What’s the best way to monetize a blog? I don’t know how much John Hempton has made off this blog entry, but it’s surely up there in the annals of the most lucrative posts of all time.

Hempton found an obscure Chinese travel company which somehow managed to get itself a listing on the NYSE: Universal Travel Group. He tried to book travel through Universal Travel’s website, and failed. And after 5,500 words of explaining exactly why he was doing it, he shorted Universal Travel’s stock. Which turned out to be a great trade: the stock plunged by 20% today, entirely because of Hempton’s blog post.

Universal Travel put out a press release at the close of trade today saying that it “categorically denies all the allegations contained in the blog”, but not getting into specifics; there’s vague but ominous language about “aggressively pursuing all legal remedies against Bronte Capital and John Hempton”, but I very much doubt they’ll come to much.

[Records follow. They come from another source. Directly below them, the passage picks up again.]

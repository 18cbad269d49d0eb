// Copyright (c) 2025 woxQAQ
//
// Licensed under the MIT License or Apache License 2.0
// See LICENSE files for details

//! `join` / `leftJoin`
//!
//! ```text
//! users.join(posts, u => u.id, p => p.authorId, (u, p) => ({ name: u.name, title: p.title }))
//!
//! SELECT u.name AS name, p.title AS title
//! FROM Users AS u INNER JOIN Posts AS p ON u.id = p.authorId
//! ```

use std::sync::Arc;

use linq_sql_expr::{Expression, LambdaExpr, MethodCallExpr};
use linq_sql_ir::{
    ColumnExpr, JoinExpr, JoinKind, Projection, SqlExpression, SqlOperator, TableExpr,
    WHOLE_ROW_SUFFIX,
};

use super::build_projections;
use crate::context::{Binding, TranslationContext};
use crate::error::{TranslationError, TranslationResult};
use crate::visitor::{QueryVisitor, bind_lambda, binary_expression, lambda_arg};

pub fn translate_join(
    visitor: &mut QueryVisitor<'_>,
    call: &MethodCallExpr,
    ctx: &Arc<TranslationContext>,
) -> TranslationResult<SqlExpression> {
    let mut outer = visitor.unpaged_source(call, ctx)?;
    let outer_binding = visitor.binding_of(&outer);

    let inner = visitor.visit(&call.args[0], ctx)?;
    let (target, inner_table) = join_target(visitor, inner)?;
    let inner_binding = Binding::Source(SqlExpression::Table(inner_table.clone()));

    let outer_keys = key_terms(visitor, lambda_arg(call, 1)?, outer_binding.clone(), ctx)?;
    let inner_keys = key_terms(visitor, lambda_arg(call, 2)?, inner_binding.clone(), ctx)?;
    let predicate = key_predicate(outer_keys, inner_keys)?;

    let kind = if call.method == "leftJoin" {
        JoinKind::Left
    } else {
        JoinKind::Inner
    };
    outer.joins.push(JoinExpr::new(kind, target, predicate)?);

    let projection = match call.args.get(3) {
        Some(_) => {
            let selector = lambda_arg(call, 3)?;
            let bound = bind_lambda(selector, vec![outer_binding, inner_binding], ctx)?;
            build_projections(visitor, &selector.body, &bound, &outer)?
        }
        None => {
            let mut projection = outer.projection().to_vec();
            let alias = format!("{}{}", inner_table.alias(), WHOLE_ROW_SUFFIX);
            projection.push(Projection::star(ColumnExpr::star(inner_table), alias)?);
            projection
        }
    };
    Ok(SqlExpression::Select(Box::new(outer.with_projection(projection)?)))
}

/// JOIN target plus the table its rows are addressed through
///
/// Derived selects and unions are addressed by their alias.
fn join_target(
    visitor: &mut QueryVisitor<'_>,
    inner: SqlExpression,
) -> TranslationResult<(SqlExpression, TableExpr)> {
    match inner {
        SqlExpression::Table(table) => Ok((SqlExpression::Table(table.clone()), table)),
        SqlExpression::Select(select) => {
            let table = TableExpr::new(select.alias(), select.alias())?;
            Ok((SqlExpression::Select(select), table))
        }
        SqlExpression::Union(mut union) => {
            let alias = visitor.union_alias(&mut union)?;
            let table = TableExpr::new(alias.clone(), alias)?;
            Ok((SqlExpression::Union(union), table))
        }
        other => Err(TranslationError::unsupported(format!(
            "cannot join {}",
            other.kind()
        ))),
    }
}

/// Translated key terms; an object literal gives one term per property
fn key_terms(
    visitor: &mut QueryVisitor<'_>,
    selector: &LambdaExpr,
    binding: Binding,
    ctx: &Arc<TranslationContext>,
) -> TranslationResult<Vec<SqlExpression>> {
    let bound = bind_lambda(selector, vec![binding], ctx)?;
    match selector.body.as_ref() {
        Expression::NewObject(object) => object
            .properties
            .values()
            .map(|value| visitor.visit(value, &bound))
            .collect(),
        body => Ok(vec![visitor.visit(body, &bound)?]),
    }
}

fn key_predicate(
    outer: Vec<SqlExpression>,
    inner: Vec<SqlExpression>,
) -> TranslationResult<SqlExpression> {
    if outer.len() != inner.len() {
        return Err(TranslationError::unsupported(format!(
            "join keys differ in size: {} outer, {} inner",
            outer.len(),
            inner.len()
        )));
    }
    outer
        .into_iter()
        .zip(inner)
        .map(|(o, i)| binary_expression(o, SqlOperator::Equal, i))
        .reduce(|acc, next| SqlExpression::binary(acc, SqlOperator::And, next))
        .ok_or_else(|| TranslationError::missing("join", "key"))
}
// Copyright (c) 2025 woxQAQ
//
// Licensed under the MIT License or Apache License 2.0
// See LICENSE files for details

//! `union` (UNION) and `concat` (UNION ALL)

use std::sync::Arc;

use linq_sql_expr::MethodCallExpr;
use linq_sql_ir::{SqlExpression, UnionExpr};

use crate::context::TranslationContext;
use crate::error::TranslationResult;
use crate::visitor::{QueryVisitor, source_of};

/// Chains of the same set operation flatten into one union
pub fn translate_set_operation(
    visitor: &mut QueryVisitor<'_>,
    call: &MethodCallExpr,
    ctx: &Arc<TranslationContext>,
) -> TranslationResult<SqlExpression> {
    let distinct = call.method == "union";
    let left = visitor.visit(source_of(call)?, ctx)?;
    let right = visitor.visit(&call.args[0], ctx)?;

    match left {
        SqlExpression::Union(mut union) if union.alias().is_none() && union.distinct == distinct => {
            union.push(visitor.as_select(right)?);
            Ok(SqlExpression::Union(union))
        }
        left => {
            let left = visitor.as_select(left)?;
            let right = visitor.as_select(right)?;
            Ok(SqlExpression::Union(UnionExpr::new(vec![left, right], distinct)?))
        }
    }
}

Historically, short-sellers have been shadowy types; they like to publicize their findings, but they tend to do so behind the scenes, giving journalists information and having very long conversations off the record.

Hempton’s different in that he’s happy, on occasion, to make his allegations in public, under his own name. He doesn’t always publicize his shorts, even when he suspects outright fraud, but his blog does have enough of a following now that he knows he’ll be widely read if and when he chooses to do so. After today’s big payday, I reckon he might try the tactic more often.

The story of Universal Travel is far from over: if Hempton’s right about the company, and I think that he is, then the SEC and the NYSE are both going to have to answer some very pointed questions about how and why they allowed the company to get this prestigious New York listing in the first place.

But I do love the way that the blogosphere is moving markets. Reading a blog entry from someone with real skin in the game is often a lot more fun than ploughing through “objective” journalism from someone who isn’t allowed to invest in or short what they’re writing about.